TRY IT.
The listing below is to be output in its exact form.

DATA FOR REVIEW.
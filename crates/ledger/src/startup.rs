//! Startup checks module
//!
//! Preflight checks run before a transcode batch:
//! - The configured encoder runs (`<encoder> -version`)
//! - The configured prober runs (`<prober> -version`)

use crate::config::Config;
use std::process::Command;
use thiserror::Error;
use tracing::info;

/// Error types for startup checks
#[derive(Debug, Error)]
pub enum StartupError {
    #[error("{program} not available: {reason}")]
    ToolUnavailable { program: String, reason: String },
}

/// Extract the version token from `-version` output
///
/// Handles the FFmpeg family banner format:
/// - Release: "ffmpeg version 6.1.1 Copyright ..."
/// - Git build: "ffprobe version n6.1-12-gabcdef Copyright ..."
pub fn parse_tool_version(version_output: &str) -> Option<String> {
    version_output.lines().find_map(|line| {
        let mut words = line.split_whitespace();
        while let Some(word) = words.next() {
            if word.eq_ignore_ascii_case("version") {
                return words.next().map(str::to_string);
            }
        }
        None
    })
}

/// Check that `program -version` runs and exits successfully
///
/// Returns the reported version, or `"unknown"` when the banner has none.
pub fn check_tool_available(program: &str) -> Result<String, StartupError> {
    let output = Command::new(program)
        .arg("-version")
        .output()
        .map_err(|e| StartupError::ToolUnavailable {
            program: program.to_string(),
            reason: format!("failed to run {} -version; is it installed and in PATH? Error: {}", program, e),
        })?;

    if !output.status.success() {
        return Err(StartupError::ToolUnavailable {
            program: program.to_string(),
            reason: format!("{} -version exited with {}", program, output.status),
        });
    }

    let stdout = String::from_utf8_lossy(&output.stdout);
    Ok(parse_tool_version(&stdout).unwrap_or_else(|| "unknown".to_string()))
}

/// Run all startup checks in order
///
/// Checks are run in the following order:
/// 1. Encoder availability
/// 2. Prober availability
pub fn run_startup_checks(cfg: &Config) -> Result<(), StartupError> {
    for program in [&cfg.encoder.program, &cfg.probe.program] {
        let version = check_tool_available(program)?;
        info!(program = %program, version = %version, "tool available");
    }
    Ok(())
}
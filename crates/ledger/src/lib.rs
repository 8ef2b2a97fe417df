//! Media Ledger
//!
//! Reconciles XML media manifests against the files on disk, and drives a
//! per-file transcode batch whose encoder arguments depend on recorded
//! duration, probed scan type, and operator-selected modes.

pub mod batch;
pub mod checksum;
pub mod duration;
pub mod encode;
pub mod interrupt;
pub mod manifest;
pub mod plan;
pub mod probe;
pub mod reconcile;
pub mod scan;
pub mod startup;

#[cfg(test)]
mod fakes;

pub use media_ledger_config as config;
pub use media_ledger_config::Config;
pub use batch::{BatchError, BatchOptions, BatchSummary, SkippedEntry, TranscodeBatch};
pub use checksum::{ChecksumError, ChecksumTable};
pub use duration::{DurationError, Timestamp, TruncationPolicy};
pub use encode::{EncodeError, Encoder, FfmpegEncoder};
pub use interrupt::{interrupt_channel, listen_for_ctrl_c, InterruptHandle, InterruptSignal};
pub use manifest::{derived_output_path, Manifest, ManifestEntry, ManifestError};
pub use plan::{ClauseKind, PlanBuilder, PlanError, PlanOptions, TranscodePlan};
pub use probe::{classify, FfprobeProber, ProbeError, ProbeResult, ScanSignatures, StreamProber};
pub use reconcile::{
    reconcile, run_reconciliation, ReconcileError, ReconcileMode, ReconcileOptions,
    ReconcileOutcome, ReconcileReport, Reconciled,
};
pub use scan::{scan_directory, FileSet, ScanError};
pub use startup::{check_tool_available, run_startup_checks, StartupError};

RESPONSE AREA.
filename crates/ledger/src/startup.rs
//! Startup checks module
//!
//! Preflight checks run before a transcode batch:
//! - The configured encoder runs (`<encoder> -version`)
//! - The configured prober runs (`<prober> -version`)

use crate::config::Config;
use std::process::Command;
use thiserror::Error;
use tracing::info;

/// Error types for startup checks
#[derive(Debug, Error)]
pub enum StartupError {
    #[error("{program} not available: {reason}")]
    ToolUnavailable { program: String, reason: String },
}

/// Extract the version token from `-version` output
///
/// Handles the FFmpeg family banner format:
/// - Release: "ffmpeg version 6.1.1 Copyright ..."
/// - Git build: "ffprobe version n6.1-12-gabcdef Copyright ..."
pub fn parse_tool_version(version_output: &str) -> Option<String> {
    version_output.lines().find_map(|line| {
        let mut words = line.split_whitespace();
        while let Some(word) = words.next() {
            if word.eq_ignore_ascii_case("version") {
                return words.next().map(str::to_string);
            }
        }
        None
    })
}

/// Check that `program -version` runs and exits successfully
///
/// Returns the reported version, or `"unknown"` when the banner has none.
pub fn check_tool_available(program: &str) -> Result<String, StartupError> {
    let output = Command::new(program)
        .arg("-version")
        .output()
        .map_err(|e| StartupError::ToolUnavailable {
            program: program.to_string(),
            reason: format!("failed to run {} -version; is it installed and in PATH? Error: {}", program, e),
        })?;

    if !output.status.success() {
        return Err(StartupError::ToolUnavailable {
            program: program.to_string(),
            reason: format!("{} -version exited with {}", program, output.status),
        });
    }

    let stdout = String::from_utf8_lossy(&output.stdout);
    Ok(parse_tool_version(&stdout).unwrap_or_else(|| "unknown".to_string()))
}

/// Run all startup checks in order
///
/// Checks are run in the following order:
/// 1. Encoder availability
/// 2. Prober availability
pub fn run_startup_checks(cfg: &Config) -> Result<(), StartupError> {
    for program in [&cfg.encoder.program, &cfg.probe.program] {
        let version = check_tool_available(program)?;
        info!(program = %program, version = %version, "tool available");
    }
    Ok(())
}
filename crates/ledger/src/lib.rs
repository 8ef2b2a97fe417df
//! Media Ledger
//!
//! Reconciles XML media manifests against the files on disk, and drives a
//! per-file transcode batch whose encoder arguments depend on recorded
//! duration, probed scan type, and operator-selected modes.

pub mod batch;
pub mod checksum;
pub mod duration;
pub mod encode;
pub mod interrupt;
pub mod manifest;
pub mod plan;
pub mod probe;
pub mod reconcile;
pub mod scan;
pub mod startup;

#[cfg(test)]
mod fakes;

pub use media_ledger_config as config;
pub use media_ledger_config::Config;
pub use batch::{BatchError, BatchOptions, BatchSummary, SkippedEntry, TranscodeBatch};
pub use checksum::{ChecksumError, ChecksumTable};
pub use duration::{DurationError, Timestamp, TruncationPolicy};
pub use encode::{EncodeError, Encoder, FfmpegEncoder};
pub use interrupt::{interrupt_channel, listen_for_ctrl_c, InterruptHandle, InterruptSignal};
pub use manifest::{derived_output_path, Manifest, ManifestEntry, ManifestError};
pub use plan::{ClauseKind, PlanBuilder, PlanError, PlanOptions, TranscodePlan};
pub use probe::{classify, FfprobeProber, ProbeError, ProbeResult, ScanSignatures, StreamProber};
pub use reconcile::{
    reconcile, run_reconciliation, ReconcileError, ReconcileMode, ReconcileOptions,
    ReconcileOutcome, ReconcileReport, Reconciled,
};
pub use scan::{scan_directory, FileSet, ScanError};
pub use startup::{check_tool_available, run_startup_checks, StartupError};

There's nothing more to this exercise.